Saved entries:
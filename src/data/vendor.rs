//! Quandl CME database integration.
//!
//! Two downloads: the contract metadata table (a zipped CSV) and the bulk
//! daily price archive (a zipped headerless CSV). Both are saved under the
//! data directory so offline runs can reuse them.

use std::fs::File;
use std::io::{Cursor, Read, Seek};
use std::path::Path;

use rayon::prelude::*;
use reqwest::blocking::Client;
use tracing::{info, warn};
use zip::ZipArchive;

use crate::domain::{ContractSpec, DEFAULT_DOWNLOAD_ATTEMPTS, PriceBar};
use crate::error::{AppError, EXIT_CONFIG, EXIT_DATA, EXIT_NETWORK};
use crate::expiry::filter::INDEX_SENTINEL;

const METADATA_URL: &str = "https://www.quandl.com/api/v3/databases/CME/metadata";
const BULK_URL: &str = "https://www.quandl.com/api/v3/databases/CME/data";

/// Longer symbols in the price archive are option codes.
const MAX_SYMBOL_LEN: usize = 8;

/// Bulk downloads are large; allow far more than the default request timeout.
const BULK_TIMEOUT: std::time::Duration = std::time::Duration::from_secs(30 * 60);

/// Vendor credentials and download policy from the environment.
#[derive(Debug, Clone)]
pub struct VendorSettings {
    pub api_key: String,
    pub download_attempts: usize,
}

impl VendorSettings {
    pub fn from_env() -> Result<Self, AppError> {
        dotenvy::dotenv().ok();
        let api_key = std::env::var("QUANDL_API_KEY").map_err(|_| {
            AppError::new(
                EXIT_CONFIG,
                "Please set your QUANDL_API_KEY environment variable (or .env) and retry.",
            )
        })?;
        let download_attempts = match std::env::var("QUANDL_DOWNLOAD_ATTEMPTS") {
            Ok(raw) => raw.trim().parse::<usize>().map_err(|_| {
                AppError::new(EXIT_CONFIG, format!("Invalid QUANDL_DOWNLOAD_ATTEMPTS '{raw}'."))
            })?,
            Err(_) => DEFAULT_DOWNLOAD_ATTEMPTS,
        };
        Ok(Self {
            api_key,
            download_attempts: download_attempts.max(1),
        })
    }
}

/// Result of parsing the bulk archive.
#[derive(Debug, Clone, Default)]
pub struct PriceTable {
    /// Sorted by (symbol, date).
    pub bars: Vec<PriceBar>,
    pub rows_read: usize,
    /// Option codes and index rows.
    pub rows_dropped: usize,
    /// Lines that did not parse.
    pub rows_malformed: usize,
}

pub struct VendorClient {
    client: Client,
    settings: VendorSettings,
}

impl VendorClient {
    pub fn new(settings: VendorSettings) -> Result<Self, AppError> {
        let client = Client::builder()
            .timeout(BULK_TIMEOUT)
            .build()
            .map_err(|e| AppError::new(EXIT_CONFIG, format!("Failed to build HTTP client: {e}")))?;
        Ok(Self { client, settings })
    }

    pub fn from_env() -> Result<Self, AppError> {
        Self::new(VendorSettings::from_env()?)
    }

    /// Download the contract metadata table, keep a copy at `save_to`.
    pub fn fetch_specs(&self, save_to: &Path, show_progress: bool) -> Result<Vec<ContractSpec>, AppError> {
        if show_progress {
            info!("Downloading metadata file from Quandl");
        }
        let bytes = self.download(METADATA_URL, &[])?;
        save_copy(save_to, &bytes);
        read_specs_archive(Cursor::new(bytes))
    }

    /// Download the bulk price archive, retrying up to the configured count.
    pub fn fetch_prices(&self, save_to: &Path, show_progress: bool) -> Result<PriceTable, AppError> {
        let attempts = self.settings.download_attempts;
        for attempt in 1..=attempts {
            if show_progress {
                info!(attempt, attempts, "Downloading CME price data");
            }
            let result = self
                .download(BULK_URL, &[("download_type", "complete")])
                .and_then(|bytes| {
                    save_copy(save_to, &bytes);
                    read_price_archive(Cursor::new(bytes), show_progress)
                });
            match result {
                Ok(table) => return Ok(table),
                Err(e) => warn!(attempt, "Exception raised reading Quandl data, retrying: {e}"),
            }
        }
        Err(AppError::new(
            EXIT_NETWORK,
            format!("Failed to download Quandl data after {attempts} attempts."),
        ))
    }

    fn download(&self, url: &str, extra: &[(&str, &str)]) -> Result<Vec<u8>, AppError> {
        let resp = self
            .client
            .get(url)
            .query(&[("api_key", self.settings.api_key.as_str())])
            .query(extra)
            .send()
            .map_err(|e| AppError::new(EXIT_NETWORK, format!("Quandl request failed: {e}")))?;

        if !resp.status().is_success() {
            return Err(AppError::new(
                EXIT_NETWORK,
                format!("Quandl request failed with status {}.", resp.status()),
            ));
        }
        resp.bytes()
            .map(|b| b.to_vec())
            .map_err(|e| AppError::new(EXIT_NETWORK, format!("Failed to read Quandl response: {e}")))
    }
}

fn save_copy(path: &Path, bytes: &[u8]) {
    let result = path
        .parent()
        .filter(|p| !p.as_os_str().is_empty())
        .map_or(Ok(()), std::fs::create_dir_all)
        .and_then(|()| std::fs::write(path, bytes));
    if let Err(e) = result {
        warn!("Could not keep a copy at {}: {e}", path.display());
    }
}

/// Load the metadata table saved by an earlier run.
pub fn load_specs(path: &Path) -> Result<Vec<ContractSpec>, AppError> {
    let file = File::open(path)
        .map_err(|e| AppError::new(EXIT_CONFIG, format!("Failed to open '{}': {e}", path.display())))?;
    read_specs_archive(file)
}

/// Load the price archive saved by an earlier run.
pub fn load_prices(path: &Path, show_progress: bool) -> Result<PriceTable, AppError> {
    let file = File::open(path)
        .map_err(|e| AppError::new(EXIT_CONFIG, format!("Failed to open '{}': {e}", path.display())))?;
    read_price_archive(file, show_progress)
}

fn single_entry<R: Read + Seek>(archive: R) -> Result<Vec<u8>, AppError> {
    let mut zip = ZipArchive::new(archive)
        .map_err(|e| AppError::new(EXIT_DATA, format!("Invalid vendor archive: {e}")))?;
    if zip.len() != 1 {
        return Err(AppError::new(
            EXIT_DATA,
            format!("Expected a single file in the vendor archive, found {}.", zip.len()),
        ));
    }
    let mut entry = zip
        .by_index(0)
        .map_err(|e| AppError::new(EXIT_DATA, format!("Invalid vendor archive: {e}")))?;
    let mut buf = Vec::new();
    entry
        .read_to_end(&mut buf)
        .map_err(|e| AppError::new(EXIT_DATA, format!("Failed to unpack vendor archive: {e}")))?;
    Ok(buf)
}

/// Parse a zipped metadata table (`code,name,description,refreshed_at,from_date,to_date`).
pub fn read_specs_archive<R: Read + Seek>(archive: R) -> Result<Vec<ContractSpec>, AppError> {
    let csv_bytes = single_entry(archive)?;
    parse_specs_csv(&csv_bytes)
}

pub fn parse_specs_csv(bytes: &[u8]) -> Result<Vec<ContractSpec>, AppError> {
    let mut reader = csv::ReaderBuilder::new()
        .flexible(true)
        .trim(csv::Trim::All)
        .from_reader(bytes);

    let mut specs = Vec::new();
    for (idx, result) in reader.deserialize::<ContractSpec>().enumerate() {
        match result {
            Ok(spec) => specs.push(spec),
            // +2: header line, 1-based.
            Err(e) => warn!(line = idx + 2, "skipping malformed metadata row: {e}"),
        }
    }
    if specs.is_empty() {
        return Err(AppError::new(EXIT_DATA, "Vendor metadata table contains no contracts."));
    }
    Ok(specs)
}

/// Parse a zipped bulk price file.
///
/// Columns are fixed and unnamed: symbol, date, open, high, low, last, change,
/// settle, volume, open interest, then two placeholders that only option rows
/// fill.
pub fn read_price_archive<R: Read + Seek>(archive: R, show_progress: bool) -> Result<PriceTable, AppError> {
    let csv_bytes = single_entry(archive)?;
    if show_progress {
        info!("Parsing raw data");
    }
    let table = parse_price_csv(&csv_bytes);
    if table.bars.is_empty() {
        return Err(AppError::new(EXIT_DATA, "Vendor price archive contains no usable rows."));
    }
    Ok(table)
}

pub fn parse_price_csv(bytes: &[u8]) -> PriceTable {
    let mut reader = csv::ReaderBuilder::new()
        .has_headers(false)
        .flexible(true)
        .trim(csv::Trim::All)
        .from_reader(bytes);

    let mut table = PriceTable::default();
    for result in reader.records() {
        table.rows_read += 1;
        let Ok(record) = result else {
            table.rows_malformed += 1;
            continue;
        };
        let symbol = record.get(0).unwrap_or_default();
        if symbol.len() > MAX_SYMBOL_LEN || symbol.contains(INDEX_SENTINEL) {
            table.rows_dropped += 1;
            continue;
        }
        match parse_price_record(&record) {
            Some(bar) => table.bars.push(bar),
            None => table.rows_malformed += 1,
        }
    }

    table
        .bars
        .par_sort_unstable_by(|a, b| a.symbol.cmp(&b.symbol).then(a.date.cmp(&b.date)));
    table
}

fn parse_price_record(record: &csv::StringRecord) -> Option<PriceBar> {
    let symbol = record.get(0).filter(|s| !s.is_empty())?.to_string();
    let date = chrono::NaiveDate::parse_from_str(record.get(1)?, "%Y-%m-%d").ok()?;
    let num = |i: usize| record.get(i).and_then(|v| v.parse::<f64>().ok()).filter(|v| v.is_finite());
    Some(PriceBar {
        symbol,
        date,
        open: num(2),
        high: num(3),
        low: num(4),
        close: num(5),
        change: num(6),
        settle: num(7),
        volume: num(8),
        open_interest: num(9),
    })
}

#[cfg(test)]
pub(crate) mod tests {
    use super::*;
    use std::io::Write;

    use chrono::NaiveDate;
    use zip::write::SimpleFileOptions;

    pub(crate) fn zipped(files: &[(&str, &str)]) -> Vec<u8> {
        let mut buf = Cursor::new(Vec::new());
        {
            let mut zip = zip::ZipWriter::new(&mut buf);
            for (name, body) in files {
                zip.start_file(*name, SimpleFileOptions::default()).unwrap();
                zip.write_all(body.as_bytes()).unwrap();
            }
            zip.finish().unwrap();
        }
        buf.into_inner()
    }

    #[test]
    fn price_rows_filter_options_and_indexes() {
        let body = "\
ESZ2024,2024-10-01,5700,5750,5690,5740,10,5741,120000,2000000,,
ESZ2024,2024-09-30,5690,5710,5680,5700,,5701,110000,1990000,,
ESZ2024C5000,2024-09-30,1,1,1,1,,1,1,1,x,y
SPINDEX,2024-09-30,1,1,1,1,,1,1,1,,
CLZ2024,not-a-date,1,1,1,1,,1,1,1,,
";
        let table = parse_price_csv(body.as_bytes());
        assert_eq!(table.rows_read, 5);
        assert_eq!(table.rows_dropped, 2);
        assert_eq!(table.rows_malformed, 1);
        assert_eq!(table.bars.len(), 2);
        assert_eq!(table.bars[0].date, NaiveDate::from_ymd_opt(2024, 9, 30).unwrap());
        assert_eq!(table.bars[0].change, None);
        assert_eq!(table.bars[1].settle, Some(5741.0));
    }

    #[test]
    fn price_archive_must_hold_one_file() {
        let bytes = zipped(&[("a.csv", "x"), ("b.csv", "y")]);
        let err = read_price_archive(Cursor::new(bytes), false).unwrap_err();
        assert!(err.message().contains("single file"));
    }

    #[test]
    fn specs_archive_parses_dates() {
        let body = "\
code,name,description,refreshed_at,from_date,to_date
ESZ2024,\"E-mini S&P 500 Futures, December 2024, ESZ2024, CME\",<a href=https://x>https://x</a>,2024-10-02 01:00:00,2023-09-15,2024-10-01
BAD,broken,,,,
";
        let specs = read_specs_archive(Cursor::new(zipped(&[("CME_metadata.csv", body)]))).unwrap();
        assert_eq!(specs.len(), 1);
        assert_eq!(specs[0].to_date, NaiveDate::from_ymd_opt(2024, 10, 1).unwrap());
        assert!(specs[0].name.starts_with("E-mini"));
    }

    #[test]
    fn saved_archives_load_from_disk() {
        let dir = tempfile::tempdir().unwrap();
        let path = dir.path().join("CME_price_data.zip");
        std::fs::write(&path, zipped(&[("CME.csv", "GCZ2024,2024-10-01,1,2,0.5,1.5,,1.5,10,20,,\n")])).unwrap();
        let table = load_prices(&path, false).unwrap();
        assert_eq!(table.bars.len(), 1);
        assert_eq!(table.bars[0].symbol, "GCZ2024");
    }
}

*WHAT YOU HAVE TO DO*
Across all the entries, count the lines that contain "volume", and state nothing but the total.

*ANSWER TO THIS PROBLEM*
2